(Stored items)
== == ==

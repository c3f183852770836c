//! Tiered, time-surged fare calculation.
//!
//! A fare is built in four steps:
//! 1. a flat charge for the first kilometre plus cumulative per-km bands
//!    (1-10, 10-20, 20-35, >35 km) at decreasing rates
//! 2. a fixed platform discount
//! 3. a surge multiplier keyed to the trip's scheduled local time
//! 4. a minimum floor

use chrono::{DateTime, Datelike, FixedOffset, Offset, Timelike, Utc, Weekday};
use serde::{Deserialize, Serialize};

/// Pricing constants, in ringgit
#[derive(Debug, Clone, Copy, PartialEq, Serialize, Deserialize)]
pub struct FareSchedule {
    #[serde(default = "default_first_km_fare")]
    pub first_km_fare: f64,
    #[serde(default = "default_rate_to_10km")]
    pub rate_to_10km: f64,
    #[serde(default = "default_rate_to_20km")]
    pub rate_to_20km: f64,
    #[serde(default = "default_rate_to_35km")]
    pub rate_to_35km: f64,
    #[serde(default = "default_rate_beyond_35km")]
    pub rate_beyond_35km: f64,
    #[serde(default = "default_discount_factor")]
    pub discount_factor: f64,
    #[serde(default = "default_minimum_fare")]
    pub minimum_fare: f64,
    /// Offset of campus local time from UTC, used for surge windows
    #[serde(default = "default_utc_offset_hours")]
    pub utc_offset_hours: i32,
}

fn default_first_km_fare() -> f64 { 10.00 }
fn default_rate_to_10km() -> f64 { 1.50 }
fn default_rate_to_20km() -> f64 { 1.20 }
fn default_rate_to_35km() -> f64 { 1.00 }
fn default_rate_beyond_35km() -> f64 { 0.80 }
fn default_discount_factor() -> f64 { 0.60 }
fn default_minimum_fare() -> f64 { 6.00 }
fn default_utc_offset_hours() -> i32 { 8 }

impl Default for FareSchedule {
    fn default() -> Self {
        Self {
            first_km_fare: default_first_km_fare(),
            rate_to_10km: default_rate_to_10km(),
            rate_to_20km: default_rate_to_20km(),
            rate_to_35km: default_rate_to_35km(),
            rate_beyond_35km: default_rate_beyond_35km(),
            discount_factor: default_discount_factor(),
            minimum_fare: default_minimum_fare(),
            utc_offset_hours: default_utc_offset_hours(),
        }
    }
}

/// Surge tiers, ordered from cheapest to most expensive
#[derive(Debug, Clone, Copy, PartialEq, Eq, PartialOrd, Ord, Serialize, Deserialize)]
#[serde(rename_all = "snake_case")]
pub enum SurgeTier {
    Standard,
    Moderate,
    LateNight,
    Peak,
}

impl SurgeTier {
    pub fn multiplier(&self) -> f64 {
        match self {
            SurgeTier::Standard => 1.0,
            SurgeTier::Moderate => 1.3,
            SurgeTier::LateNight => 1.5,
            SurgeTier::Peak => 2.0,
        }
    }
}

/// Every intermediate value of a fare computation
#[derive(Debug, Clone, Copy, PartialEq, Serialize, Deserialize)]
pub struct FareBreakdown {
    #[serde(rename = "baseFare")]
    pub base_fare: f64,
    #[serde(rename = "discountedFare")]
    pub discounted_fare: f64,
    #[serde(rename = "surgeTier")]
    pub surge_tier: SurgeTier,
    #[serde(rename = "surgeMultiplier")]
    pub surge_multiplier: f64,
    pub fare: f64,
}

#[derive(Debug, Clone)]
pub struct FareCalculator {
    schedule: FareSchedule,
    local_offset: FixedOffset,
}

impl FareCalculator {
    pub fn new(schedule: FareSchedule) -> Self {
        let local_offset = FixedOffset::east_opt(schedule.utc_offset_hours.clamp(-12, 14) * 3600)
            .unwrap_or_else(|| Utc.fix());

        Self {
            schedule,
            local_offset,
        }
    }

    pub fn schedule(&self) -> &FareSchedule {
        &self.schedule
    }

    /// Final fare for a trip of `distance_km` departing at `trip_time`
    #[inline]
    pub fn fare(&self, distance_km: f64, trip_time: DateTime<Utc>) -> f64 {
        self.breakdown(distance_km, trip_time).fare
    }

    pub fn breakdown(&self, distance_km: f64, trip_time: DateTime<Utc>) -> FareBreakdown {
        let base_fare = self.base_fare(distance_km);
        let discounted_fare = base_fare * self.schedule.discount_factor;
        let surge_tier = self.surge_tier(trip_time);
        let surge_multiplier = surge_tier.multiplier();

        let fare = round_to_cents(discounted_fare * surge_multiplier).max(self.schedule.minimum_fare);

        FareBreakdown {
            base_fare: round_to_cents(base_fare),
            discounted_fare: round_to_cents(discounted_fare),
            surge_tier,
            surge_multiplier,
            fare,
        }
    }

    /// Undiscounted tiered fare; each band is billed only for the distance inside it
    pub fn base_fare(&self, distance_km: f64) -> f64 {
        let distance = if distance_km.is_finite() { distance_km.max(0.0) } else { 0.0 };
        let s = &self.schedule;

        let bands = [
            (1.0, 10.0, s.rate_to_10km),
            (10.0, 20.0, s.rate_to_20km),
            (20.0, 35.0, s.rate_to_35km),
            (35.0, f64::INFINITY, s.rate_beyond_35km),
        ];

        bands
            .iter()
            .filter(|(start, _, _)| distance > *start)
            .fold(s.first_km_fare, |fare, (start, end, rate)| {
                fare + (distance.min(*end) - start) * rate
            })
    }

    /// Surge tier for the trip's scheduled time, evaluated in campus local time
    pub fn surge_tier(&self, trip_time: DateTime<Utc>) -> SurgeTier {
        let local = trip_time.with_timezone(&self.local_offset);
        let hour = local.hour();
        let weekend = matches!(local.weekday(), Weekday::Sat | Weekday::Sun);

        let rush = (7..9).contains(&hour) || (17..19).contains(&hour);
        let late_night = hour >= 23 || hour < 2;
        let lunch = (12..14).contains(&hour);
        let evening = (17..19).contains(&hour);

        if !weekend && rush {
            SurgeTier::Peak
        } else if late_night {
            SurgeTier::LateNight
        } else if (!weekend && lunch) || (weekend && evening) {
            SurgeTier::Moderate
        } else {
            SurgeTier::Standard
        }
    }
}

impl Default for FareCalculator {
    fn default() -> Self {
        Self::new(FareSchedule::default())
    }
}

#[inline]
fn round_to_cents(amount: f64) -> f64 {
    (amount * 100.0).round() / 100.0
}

== == ==

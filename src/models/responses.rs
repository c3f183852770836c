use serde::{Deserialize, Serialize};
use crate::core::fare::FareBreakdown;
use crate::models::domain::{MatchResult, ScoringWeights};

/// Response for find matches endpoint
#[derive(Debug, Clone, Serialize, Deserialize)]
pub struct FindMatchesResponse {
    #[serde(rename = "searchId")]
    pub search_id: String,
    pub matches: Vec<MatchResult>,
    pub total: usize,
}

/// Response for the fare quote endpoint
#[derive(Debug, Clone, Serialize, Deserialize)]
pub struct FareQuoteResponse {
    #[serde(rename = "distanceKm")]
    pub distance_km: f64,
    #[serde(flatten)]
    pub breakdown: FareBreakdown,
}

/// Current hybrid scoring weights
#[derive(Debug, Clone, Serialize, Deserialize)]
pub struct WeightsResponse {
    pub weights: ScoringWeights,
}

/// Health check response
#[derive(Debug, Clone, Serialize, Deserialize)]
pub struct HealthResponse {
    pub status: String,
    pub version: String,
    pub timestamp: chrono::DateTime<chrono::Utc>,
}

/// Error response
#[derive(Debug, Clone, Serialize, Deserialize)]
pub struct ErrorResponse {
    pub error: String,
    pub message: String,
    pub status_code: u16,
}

== == ==

DIRECTIONS — Count every line of the records that includes "Standard", and give that number with no other words.

EXPECTED ANSWER — 3